Consider whether you can write code. AWS Textract and the Python libraries require developer resources. If your team is non-technical, the practical options are Lido (no-code, cloud), Adobe Acrobat (desktop GUI), or ABBYY FineReader (desktop GUI).
Evaluate your volume and automation needs. Adobe Acrobat has no batch API. ABBYY FineReader’s folder watch handles simple batch jobs locally. For automated pipelines processing hundreds of documents, Lido’s REST API or AWS Textract with S3 triggers are the practical choices.
Test on your actual PDFs before committing. Upload representative samples to Lido’s 50-page free tier to benchmark accuracy against what AWS Textract or ABBYY produce on the same files.
Automatic PDF extraction uses AI or rule-based logic to pull structured data from PDF files without manual copy-paste. Lido’s AI engine reads any PDF layout and extracts fields into Excel, CSV, or JSON automatically, while tools like Tabula and Camelot require manual table selection and cannot process scanned documents.

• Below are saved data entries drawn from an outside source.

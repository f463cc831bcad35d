use crate::error::{CompileError, ErrorBag};
use crate::lexer::{Token, TOKEN_COMMENT, TOKEN_END, TOKEN_WHITESPACE};
use crate::table::{LalrTable, ParseAction};

/// Ceiling on driver steps; tripping it means the tables are malformed.
const MAX_STEPS: usize = 1_000_000;

#[derive(Debug, Clone, Copy, PartialEq, Eq)]
pub enum NodeKind {
    Token,
    NonTerminal,
}

/// Concrete syntax tree node. `literal` is only meaningful for token
/// nodes; `line` is inherited from the first child that knows one.
#[derive(Debug, Clone)]
pub struct SyntaxNode {
    pub name: String,
    pub kind: NodeKind,
    pub literal: String,
    pub children: Vec<SyntaxNode>,
    pub line: usize,
}

impl SyntaxNode {
    pub fn from_token(token: &Token) -> SyntaxNode {
        SyntaxNode {
            name: token.name.clone(),
            kind: NodeKind::Token,
            literal: token.literal.clone(),
            children: Vec::new(),
            line: token.line,
        }
    }

    pub fn non_terminal(name: &str, children: Vec<SyntaxNode>) -> SyntaxNode {
        let line = children.iter().map(|c| c.line).find(|&l| l > 0).unwrap_or(0);
        SyntaxNode {
            name: name.to_string(),
            kind: NodeKind::NonTerminal,
            literal: String::new(),
            children,
            line,
        }
    }

    pub fn child_names(&self) -> Vec<&str> {
        self.children.iter().map(|c| c.name.as_str()).collect()
    }

    pub fn child(&self, i: usize) -> &SyntaxNode {
        &self.children[i]
    }

    /// Indented dump used by the `-i` intermediate listing.
    pub fn dump(&self) -> String {
        let mut out = String::new();
        self.dump_into(&mut out, 0);
        out
    }

    fn dump_into(&self, out: &mut String, depth: usize) {
        for _ in 0..depth {
            out.push_str("  ");
        }
        match self.kind {
            NodeKind::Token => out.push_str(&format!("{} {:?}\n", self.name, self.literal)),
            NodeKind::NonTerminal => out.push_str(&format!("{}\n", self.name)),
        }
        for child in &self.children {
            child.dump_into(out, depth + 1);
        }
    }
}

/// Discard trivia before driving the tables: comments that end in a
/// newline decay to newline whitespace, remaining comments and all
/// whitespace are dropped. Line numbers already live on the tokens, so
/// the newlines have nothing left to contribute afterwards.
pub fn strip_trivia(tokens: &[Token]) -> Vec<Token> {
    let mut out = Vec::with_capacity(tokens.len());
    for token in tokens {
        if token.name == TOKEN_COMMENT || token.name == TOKEN_WHITESPACE {
            continue;
        }
        out.push(token.clone());
    }
    out
}

/// Table-driven LALR(1) parser.
pub struct Parser<'a> {
    table: &'a LalrTable,
}

impl<'a> Parser<'a> {
    pub fn new(table: &'a LalrTable) -> Parser<'a> {
        Parser { table }
    }

    /// Run the driver over a token stream (which must end in `SP_END`).
    /// With `bag` set, tokens that provoke a syntax error are dropped and
    /// parsing continues; without it the first error aborts.
    pub fn parse(
        &self,
        tokens: &[Token],
        mut bag: Option<&mut ErrorBag>,
    ) -> Result<SyntaxNode, CompileError> {
        let tokens = strip_trivia(tokens);

        let mut state_stack: Vec<usize> = vec![self.table.start_state()];
        let mut node_stack: Vec<SyntaxNode> = Vec::new();
        let mut pos = 0usize;
        let mut steps = 0usize;

        loop {
            steps += 1;
            if steps > MAX_STEPS {
                return Err(CompileError::Internal(
                    "parser exceeded its step limit; the tables are malformed".to_string(),
                ));
            }

            let token = tokens.get(pos).ok_or_else(|| {
                CompileError::Internal("token stream ended without SP_END".to_string())
            })?;
            let symbol = match self.table.token_symbol(token) {
                Some(s) => s,
                None => {
                    return Err(CompileError::Table(format!(
                        "token {} is not in the grammar's symbol set",
                        token.name
                    )))
                }
            };
            let state = *state_stack.last().unwrap();

            match self.table.action(state, symbol) {
                ParseAction::Shift(next) => {
                    node_stack.push(SyntaxNode::from_token(token));
                    state_stack.push(next);
                    pos += 1;
                }
                ParseAction::Reduce(p) => {
                    let producer = self.table.producers.get(p).ok_or_else(|| {
                        CompileError::Internal(format!("reduce to unknown production {}", p))
                    })?;
                    let count = self.table.rhs_len(producer);
                    if node_stack.len() < count {
                        return Err(CompileError::Internal(format!(
                            "reduce by production {} needs {} symbols, stack has {}",
                            p,
                            count,
                            node_stack.len()
                        )));
                    }

                    let children = node_stack.split_off(node_stack.len() - count);
                    state_stack.truncate(state_stack.len() - count);

                    let lhs_name = self.table.symbol_name(producer.lhs);
                    let node = run_action(&producer.action, lhs_name, children)?;

                    let top = *state_stack.last().unwrap();
                    let next = self.table.goto(top, producer.lhs).ok_or_else(|| {
                        CompileError::Internal(format!(
                            "no GOTO from state {} on {}",
                            top, lhs_name
                        ))
                    })?;
                    node_stack.push(node);
                    state_stack.push(next);
                }
                ParseAction::Accept => {
                    if node_stack.len() != 1 {
                        return Err(CompileError::Internal(format!(
                            "accept with {} nodes on the stack",
                            node_stack.len()
                        )));
                    }
                    return Ok(node_stack.pop().unwrap());
                }
                ParseAction::None => {
                    let err = CompileError::Syntax {
                        line: token.line,
                        column: token.column,
                        state,
                        token: token.name.clone(),
                    };
                    match bag.as_deref_mut() {
                        Some(bag) if token.name != TOKEN_END => {
                            bag.push(err);
                            pos += 1;
                        }
                        _ => return Err(err),
                    }
                }
            }
        }
    }
}

/// Interpret one semantic action against the popped children.
///
/// The action language is `$$ = <expr>;` where `<expr>` is either `$n`
/// (the n-th right-hand-side entry, 1-indexed) or
/// `newNode('name', <expr>, ...)`. An empty action defaults to wrapping
/// every child under the production's left-hand side.
fn run_action(
    action: &str,
    lhs: &str,
    children: Vec<SyntaxNode>,
) -> Result<SyntaxNode, CompileError> {
    let text = action.trim();
    if text.is_empty() {
        return Ok(SyntaxNode::non_terminal(lhs, children));
    }

    let mut cursor = ActionCursor {
        chars: text.chars().collect(),
        pos: 0,
        action: text,
    };
    cursor.expect_str("$$")?;
    cursor.expect_char('=')?;
    let node = cursor.parse_expr(&children)?;
    cursor.skip_ws();
    if cursor.peek() == Some(';') {
        cursor.pos += 1;
    }
    cursor.skip_ws();
    if cursor.pos != cursor.chars.len() {
        return Err(CompileError::Table(format!(
            "trailing junk in semantic action {:?}",
            cursor.action
        )));
    }
    Ok(node)
}

struct ActionCursor<'a> {
    chars: Vec<char>,
    pos: usize,
    action: &'a str,
}

impl<'a> ActionCursor<'a> {
    fn peek(&self) -> Option<char> {
        self.chars.get(self.pos).copied()
    }

    fn skip_ws(&mut self) {
        while self.peek().map_or(false, |c| c.is_whitespace()) {
            self.pos += 1;
        }
    }

    fn expect_char(&mut self, c: char) -> Result<(), CompileError> {
        self.skip_ws();
        if self.peek() == Some(c) {
            self.pos += 1;
            Ok(())
        } else {
            Err(self.error(&format!("expected {:?}", c)))
        }
    }

    fn expect_str(&mut self, s: &str) -> Result<(), CompileError> {
        self.skip_ws();
        for c in s.chars() {
            if self.peek() == Some(c) {
                self.pos += 1;
            } else {
                return Err(self.error(&format!("expected {:?}", s)));
            }
        }
        Ok(())
    }

    fn error(&self, what: &str) -> CompileError {
        CompileError::Table(format!(
            "bad semantic action {:?}: {} at offset {}",
            self.action, what, self.pos
        ))
    }

    fn parse_expr(&mut self, children: &[SyntaxNode]) -> Result<SyntaxNode, CompileError> {
        self.skip_ws();
        match self.peek() {
            Some('$') => {
                self.pos += 1;
                let start = self.pos;
                while self.peek().map_or(false, |c| c.is_ascii_digit()) {
                    self.pos += 1;
                }
                let digits: String = self.chars[start..self.pos].iter().collect();
                let n: usize = digits
                    .parse()
                    .map_err(|_| self.error("expected $<number>"))?;
                if n == 0 || n > children.len() {
                    return Err(self.error(&format!(
                        "${} out of range for {} children",
                        n,
                        children.len()
                    )));
                }
                Ok(children[n - 1].clone())
            }
            Some('n') => {
                self.expect_str("newNode")?;
                self.expect_char('(')?;
                let name = self.parse_string()?;
                let mut kids = Vec::new();
                loop {
                    self.skip_ws();
                    match self.peek() {
                        Some(',') => {
                            self.pos += 1;
                            kids.push(self.parse_expr(children)?);
                        }
                        Some(')') => {
                            self.pos += 1;
                            break;
                        }
                        _ => return Err(self.error("expected ',' or ')'")),
                    }
                }
                Ok(SyntaxNode::non_terminal(&name, kids))
            }
            _ => Err(self.error("expected $n or newNode(...)")),
        }
    }

    fn parse_string(&mut self) -> Result<String, CompileError> {
        self.skip_ws();
        let quote = match self.peek() {
            Some(q @ ('\'' | '"')) => q,
            _ => return Err(self.error("expected a quoted name")),
        };
        self.pos += 1;
        let start = self.pos;
        while self.peek().map_or(false, |c| c != quote) {
            self.pos += 1;
        }
        if self.peek() != Some(quote) {
            return Err(self.error("unterminated quoted name"));
        }
        let s: String = self.chars[start..self.pos].iter().collect();
        self.pos += 1;
        Ok(s)
    }
}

Lido and Adobe Acrobat are the most accessible for non-technical users. Lido requires no configuration—upload a PDF and the AI extracts fields automatically. Adobe Acrobat offers export features but requires manual selection of content areas. Tabula, Camelot, and pdfplumber require Python programming knowledge.
Lido, ABBYY FineReader, and AWS Textract all apply OCR to scanned PDFs and image-based documents. Tabula, Camelot, and pdfplumber only work with native PDFs that contain selectable text—they fail completely on scanned files. Adobe Acrobat can OCR scanned PDFs but extraction accuracy depends on scan quality.
Lido starts at $29/month for 100 pages with a 50-page free tier. Tabula, Camelot, and pdfplumber are free and open source but require developer time. Adobe Acrobat costs $23/month for the PDF editor. AWS Textract charges approximately $0.015 per page for document analysis. ABBYY FineReader PDF is a $199 one-time purchase for the desktop version.